Brief.
Each line of the records that holds "AtomicBool" should be shown in full.

[Saved data entries]
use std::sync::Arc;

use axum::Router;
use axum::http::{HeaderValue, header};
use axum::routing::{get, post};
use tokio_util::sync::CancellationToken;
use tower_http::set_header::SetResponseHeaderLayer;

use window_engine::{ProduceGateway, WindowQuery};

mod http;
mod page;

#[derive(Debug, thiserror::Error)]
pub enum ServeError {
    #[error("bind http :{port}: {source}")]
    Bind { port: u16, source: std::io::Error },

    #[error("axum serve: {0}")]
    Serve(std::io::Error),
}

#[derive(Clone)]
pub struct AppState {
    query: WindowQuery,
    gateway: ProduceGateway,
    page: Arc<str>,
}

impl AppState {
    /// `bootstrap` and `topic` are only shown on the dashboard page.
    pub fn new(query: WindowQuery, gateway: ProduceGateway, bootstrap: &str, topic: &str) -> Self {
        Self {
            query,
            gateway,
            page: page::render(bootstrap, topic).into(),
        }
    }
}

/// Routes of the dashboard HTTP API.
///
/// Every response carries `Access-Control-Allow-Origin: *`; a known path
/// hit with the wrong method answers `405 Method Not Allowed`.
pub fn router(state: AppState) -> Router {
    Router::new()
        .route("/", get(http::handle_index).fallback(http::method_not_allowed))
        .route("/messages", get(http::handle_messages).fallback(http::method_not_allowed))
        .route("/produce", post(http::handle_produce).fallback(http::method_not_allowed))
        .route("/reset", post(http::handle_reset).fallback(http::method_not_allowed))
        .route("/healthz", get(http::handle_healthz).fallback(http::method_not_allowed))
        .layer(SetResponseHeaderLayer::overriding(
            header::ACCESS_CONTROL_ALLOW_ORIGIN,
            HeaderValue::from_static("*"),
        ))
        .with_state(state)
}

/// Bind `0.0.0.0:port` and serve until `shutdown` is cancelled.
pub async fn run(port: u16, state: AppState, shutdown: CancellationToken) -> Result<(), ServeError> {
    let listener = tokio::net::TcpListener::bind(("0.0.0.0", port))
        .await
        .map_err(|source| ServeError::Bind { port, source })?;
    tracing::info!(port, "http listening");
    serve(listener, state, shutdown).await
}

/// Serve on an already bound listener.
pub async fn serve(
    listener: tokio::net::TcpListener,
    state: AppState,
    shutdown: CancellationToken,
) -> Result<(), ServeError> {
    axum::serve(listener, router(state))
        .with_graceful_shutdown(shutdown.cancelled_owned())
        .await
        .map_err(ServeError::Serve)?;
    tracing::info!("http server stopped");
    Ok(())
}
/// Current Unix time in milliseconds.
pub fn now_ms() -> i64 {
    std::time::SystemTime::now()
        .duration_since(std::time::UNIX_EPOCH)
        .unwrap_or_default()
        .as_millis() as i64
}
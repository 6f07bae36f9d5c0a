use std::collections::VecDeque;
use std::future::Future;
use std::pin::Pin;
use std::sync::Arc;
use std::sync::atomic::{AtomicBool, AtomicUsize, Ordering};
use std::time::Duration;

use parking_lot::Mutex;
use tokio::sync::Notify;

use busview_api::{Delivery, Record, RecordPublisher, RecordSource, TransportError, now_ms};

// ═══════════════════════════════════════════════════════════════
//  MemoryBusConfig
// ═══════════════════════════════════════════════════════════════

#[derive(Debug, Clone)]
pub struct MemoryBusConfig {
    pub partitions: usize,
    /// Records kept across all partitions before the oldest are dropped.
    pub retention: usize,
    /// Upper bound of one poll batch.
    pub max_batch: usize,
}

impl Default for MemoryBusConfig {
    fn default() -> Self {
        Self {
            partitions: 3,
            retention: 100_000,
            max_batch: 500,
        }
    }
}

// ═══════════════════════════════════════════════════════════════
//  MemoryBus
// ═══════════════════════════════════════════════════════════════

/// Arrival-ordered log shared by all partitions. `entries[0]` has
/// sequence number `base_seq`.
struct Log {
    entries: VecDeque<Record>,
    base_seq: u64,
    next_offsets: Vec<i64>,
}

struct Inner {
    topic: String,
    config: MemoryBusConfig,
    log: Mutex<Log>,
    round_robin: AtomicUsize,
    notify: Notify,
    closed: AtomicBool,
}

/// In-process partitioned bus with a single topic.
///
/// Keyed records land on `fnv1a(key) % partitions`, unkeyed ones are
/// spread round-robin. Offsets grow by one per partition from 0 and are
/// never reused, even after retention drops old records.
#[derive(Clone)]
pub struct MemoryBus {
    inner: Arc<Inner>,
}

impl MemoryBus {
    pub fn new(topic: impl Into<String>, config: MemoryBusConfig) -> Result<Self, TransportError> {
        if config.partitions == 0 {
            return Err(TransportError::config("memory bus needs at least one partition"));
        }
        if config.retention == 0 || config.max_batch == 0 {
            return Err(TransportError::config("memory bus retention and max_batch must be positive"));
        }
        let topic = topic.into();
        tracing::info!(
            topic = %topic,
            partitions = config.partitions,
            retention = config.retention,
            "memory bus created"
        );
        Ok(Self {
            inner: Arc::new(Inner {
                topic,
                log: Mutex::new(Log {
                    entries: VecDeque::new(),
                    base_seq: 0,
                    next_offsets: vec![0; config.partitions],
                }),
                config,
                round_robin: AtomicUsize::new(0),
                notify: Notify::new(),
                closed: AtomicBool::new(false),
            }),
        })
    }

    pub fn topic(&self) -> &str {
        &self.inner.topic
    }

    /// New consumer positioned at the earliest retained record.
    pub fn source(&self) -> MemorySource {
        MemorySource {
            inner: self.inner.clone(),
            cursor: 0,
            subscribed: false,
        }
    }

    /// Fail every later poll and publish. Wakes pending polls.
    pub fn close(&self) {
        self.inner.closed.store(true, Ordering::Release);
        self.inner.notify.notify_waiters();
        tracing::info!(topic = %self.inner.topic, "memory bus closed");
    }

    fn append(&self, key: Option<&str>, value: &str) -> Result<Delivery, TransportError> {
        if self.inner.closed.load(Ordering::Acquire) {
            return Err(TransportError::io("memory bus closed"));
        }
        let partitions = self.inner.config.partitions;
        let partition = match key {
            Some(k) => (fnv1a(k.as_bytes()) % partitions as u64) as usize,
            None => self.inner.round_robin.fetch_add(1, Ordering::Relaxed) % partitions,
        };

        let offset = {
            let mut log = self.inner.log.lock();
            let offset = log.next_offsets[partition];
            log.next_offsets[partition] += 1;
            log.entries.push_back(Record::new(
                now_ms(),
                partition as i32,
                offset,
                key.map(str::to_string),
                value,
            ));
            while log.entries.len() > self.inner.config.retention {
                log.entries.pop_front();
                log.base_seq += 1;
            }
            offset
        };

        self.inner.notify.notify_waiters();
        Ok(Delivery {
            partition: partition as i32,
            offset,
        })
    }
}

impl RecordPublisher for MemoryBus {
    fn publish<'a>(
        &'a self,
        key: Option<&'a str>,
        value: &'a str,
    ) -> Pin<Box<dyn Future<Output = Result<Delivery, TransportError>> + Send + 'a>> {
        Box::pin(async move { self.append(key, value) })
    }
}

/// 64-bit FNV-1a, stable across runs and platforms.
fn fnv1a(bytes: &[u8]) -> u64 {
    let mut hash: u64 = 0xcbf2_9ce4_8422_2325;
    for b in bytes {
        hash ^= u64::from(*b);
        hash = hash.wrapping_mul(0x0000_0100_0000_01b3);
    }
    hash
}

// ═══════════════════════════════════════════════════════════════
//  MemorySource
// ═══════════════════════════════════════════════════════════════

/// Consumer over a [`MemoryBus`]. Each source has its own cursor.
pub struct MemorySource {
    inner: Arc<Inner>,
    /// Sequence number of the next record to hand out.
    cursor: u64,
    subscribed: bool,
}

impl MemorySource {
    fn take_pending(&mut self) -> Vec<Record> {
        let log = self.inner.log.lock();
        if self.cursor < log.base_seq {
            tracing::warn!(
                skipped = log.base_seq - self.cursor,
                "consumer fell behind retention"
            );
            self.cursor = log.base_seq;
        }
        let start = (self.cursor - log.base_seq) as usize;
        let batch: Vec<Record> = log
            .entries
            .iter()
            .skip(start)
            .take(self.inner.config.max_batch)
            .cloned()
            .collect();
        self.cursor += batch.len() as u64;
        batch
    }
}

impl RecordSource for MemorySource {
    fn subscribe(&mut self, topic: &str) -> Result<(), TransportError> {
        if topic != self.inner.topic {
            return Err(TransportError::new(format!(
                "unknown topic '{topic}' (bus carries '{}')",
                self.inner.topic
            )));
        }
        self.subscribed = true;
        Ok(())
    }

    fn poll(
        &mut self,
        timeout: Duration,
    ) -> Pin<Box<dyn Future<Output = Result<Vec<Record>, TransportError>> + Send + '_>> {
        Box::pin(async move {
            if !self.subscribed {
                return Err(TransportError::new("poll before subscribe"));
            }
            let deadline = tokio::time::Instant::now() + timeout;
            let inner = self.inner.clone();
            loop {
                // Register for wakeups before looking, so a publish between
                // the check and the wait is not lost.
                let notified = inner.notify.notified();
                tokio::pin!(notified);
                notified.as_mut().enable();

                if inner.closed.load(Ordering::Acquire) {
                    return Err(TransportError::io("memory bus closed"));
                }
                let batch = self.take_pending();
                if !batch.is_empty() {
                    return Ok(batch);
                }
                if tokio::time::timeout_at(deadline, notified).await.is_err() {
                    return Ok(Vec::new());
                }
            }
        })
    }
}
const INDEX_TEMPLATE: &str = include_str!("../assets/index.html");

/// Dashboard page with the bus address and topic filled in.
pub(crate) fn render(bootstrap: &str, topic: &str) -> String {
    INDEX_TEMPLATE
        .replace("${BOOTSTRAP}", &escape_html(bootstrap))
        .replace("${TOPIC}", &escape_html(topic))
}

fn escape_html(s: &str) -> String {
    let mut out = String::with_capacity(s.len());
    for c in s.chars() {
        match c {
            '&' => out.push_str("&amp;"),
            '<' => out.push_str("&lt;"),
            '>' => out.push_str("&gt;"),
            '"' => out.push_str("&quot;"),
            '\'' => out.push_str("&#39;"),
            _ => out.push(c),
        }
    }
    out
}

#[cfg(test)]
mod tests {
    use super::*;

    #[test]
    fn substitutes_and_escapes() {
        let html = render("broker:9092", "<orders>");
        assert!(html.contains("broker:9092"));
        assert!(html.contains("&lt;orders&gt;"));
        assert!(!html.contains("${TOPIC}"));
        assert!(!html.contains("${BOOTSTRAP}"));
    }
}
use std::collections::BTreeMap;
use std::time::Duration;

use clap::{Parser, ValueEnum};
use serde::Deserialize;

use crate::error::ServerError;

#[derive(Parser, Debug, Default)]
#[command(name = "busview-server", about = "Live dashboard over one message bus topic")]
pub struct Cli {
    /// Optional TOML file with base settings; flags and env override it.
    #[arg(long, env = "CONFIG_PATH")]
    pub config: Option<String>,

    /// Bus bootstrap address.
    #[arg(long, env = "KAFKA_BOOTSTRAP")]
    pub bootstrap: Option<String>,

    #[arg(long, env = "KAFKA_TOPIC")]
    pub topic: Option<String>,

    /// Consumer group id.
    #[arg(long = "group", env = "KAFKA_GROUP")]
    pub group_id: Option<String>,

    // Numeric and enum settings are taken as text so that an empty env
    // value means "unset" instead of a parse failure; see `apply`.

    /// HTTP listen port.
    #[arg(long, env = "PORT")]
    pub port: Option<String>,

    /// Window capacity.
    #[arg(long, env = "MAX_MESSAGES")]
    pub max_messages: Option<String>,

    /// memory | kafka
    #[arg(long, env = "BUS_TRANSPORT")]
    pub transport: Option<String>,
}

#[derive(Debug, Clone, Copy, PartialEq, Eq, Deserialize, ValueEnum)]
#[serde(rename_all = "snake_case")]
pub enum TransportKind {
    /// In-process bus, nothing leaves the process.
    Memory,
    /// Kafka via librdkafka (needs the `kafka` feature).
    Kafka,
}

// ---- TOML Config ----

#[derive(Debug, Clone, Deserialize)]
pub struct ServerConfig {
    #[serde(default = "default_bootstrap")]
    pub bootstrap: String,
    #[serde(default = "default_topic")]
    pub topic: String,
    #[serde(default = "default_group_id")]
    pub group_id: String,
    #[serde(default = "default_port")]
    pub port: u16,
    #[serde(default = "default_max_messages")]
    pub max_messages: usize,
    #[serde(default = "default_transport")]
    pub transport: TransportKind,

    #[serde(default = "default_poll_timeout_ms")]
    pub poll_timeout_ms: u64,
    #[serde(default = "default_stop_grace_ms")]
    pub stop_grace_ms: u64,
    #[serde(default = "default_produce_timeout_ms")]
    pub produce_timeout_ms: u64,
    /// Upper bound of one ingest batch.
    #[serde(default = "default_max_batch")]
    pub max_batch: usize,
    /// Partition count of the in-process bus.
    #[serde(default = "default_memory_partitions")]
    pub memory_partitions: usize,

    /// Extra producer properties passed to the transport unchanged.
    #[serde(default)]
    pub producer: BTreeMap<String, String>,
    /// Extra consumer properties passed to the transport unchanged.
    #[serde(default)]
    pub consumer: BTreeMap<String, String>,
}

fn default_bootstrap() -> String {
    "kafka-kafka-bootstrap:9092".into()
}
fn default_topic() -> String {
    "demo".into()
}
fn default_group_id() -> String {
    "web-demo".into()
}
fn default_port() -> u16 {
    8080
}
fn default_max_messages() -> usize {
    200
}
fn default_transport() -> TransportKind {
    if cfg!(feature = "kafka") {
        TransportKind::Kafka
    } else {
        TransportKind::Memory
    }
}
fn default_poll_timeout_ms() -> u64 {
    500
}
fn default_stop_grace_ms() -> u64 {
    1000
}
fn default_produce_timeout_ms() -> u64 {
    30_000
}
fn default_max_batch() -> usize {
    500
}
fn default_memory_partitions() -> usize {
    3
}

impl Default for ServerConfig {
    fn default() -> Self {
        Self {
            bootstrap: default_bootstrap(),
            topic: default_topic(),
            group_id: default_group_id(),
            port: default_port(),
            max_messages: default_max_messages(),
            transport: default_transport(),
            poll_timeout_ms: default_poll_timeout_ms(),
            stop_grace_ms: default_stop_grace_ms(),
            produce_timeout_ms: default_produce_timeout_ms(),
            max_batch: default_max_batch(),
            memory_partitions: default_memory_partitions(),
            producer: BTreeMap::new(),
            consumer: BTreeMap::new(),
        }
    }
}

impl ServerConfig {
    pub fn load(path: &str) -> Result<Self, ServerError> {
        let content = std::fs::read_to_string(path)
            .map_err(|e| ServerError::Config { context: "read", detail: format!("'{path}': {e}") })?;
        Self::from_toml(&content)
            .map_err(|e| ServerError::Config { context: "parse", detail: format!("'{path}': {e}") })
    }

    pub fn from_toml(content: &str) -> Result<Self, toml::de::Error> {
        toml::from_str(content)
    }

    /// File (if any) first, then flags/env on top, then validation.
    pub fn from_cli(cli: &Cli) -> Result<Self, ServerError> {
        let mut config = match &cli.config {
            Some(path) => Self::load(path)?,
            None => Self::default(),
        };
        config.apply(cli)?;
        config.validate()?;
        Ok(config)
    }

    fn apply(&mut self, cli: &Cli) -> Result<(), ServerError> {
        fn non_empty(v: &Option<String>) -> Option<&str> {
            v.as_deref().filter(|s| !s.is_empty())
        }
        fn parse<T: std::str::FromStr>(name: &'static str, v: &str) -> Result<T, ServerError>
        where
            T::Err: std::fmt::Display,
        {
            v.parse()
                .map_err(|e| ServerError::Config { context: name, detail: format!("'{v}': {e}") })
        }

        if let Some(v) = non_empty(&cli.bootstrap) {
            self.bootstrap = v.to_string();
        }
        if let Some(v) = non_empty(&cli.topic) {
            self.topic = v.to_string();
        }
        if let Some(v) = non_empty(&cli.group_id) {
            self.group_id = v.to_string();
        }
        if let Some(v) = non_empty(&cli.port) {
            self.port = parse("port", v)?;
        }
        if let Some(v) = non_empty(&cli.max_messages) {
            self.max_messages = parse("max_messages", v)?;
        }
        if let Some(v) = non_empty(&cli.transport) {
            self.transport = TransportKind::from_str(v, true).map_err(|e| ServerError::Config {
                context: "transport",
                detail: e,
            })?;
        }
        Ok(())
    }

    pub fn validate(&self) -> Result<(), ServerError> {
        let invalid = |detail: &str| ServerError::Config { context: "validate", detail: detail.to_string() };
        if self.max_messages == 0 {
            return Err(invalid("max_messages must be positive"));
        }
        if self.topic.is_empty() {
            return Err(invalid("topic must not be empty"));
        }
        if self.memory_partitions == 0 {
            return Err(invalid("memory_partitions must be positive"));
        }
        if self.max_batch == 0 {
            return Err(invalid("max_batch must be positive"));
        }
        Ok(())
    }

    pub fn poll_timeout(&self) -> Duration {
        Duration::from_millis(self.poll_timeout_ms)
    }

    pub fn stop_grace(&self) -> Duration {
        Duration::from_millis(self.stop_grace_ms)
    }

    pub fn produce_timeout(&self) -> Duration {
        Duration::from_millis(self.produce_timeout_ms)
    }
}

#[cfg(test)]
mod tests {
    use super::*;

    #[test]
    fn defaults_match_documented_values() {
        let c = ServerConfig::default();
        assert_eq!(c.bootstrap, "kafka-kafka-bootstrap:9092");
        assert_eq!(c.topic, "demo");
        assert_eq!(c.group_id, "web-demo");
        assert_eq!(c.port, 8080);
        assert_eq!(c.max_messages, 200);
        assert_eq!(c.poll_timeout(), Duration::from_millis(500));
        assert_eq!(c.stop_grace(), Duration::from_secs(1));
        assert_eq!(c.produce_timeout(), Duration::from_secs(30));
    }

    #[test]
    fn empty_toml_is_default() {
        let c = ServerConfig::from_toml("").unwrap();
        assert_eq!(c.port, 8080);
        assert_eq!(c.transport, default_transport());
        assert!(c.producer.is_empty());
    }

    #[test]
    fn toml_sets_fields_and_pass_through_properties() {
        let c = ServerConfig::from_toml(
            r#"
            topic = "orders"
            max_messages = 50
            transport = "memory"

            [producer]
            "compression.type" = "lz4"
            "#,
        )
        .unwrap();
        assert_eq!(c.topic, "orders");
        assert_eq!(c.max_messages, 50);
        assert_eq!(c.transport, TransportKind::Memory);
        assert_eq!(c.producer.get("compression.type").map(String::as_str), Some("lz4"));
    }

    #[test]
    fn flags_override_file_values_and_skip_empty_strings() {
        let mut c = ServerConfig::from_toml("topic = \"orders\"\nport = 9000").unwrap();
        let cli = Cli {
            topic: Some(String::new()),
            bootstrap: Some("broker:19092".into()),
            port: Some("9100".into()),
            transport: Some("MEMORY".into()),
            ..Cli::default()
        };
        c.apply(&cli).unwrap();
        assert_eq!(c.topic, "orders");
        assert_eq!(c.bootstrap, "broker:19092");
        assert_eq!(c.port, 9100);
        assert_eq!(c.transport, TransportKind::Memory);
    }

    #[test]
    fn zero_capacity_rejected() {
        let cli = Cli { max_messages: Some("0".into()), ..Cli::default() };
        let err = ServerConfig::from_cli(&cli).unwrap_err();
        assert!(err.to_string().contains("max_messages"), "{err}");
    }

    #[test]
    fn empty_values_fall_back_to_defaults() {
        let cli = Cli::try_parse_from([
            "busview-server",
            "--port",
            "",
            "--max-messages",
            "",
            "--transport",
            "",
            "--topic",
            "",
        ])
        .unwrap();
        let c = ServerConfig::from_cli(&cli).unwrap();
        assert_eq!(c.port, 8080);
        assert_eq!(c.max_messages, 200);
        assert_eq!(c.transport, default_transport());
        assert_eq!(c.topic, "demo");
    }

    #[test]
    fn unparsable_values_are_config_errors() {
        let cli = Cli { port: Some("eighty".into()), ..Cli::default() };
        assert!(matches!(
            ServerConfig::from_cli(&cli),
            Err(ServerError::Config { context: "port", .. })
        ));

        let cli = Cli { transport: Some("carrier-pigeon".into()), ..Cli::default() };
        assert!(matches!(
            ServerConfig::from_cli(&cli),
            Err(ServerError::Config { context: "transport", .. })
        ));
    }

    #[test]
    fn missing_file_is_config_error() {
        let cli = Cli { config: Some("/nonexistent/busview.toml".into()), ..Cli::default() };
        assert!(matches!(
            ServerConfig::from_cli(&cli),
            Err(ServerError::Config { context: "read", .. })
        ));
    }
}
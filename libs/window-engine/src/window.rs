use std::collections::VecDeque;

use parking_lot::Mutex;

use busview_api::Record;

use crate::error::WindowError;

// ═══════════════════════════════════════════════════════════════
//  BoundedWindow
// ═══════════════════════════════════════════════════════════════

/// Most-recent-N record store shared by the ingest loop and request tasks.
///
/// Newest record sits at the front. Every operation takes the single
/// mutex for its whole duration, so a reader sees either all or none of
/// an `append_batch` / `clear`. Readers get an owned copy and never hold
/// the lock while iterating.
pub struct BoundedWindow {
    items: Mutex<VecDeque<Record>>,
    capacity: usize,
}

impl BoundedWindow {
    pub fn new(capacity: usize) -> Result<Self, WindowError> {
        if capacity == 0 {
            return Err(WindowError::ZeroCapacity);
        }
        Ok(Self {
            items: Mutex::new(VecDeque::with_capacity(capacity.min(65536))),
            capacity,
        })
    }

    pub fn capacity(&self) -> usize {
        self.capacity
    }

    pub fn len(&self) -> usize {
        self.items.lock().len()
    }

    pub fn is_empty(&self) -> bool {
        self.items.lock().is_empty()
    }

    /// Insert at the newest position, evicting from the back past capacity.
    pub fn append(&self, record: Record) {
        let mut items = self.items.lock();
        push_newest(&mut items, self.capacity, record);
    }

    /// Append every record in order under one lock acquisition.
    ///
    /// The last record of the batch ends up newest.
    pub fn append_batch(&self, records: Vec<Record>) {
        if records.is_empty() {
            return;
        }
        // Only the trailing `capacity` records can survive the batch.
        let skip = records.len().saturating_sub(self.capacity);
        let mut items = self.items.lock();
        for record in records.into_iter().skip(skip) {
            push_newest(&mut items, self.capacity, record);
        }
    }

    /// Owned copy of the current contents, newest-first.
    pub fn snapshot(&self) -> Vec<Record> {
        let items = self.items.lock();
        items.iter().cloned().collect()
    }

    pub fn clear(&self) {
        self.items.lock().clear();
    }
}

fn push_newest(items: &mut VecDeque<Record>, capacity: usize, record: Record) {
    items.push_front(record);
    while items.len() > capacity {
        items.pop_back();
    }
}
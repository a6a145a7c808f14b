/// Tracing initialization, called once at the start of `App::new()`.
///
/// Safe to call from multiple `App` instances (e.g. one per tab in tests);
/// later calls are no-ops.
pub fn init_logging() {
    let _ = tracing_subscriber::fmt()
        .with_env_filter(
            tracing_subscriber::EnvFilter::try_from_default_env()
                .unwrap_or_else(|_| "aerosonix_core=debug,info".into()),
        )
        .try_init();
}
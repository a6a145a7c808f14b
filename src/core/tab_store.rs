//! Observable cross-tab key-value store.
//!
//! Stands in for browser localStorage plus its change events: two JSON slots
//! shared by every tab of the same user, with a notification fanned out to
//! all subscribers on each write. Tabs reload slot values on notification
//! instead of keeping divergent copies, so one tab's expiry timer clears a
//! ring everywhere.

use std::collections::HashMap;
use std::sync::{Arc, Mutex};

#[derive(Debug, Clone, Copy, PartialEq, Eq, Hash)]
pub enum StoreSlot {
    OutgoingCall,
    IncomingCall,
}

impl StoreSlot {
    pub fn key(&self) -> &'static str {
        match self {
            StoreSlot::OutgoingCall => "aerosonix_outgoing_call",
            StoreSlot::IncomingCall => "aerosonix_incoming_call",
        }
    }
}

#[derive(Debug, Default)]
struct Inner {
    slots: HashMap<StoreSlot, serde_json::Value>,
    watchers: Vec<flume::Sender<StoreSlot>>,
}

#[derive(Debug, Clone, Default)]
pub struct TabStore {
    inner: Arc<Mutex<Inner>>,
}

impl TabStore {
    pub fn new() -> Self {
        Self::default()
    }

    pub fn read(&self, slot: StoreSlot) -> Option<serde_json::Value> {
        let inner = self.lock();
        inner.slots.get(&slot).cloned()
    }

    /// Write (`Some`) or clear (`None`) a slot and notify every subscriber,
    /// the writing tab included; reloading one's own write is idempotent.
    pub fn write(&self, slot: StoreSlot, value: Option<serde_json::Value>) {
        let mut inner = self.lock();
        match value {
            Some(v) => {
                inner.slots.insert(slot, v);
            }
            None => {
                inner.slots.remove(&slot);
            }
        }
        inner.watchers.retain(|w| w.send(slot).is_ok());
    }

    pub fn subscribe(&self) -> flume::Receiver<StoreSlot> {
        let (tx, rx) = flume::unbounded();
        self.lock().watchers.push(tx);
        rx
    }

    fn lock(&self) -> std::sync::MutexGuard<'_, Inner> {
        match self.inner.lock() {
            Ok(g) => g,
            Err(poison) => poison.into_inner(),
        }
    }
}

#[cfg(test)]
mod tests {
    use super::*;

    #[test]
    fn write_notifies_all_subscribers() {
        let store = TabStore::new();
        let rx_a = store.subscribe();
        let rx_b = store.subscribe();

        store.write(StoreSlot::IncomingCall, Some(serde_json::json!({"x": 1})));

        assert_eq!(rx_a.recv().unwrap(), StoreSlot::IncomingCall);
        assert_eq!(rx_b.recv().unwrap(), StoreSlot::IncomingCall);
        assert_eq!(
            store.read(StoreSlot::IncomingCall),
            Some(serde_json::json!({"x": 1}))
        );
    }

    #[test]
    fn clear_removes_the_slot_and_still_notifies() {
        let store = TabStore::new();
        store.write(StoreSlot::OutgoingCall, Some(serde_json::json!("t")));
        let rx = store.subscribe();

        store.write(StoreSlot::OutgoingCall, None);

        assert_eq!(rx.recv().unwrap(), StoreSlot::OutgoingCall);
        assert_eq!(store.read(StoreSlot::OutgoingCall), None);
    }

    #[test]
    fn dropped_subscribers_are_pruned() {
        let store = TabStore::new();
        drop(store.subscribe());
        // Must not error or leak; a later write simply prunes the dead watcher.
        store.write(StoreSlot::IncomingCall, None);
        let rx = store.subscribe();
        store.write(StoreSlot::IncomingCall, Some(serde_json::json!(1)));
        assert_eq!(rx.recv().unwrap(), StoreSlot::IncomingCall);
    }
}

Result below.
use std::sync::atomic::{AtomicBool, AtomicUsize, Ordering};
    closed: AtomicBool,
                closed: AtomicBool::new(false),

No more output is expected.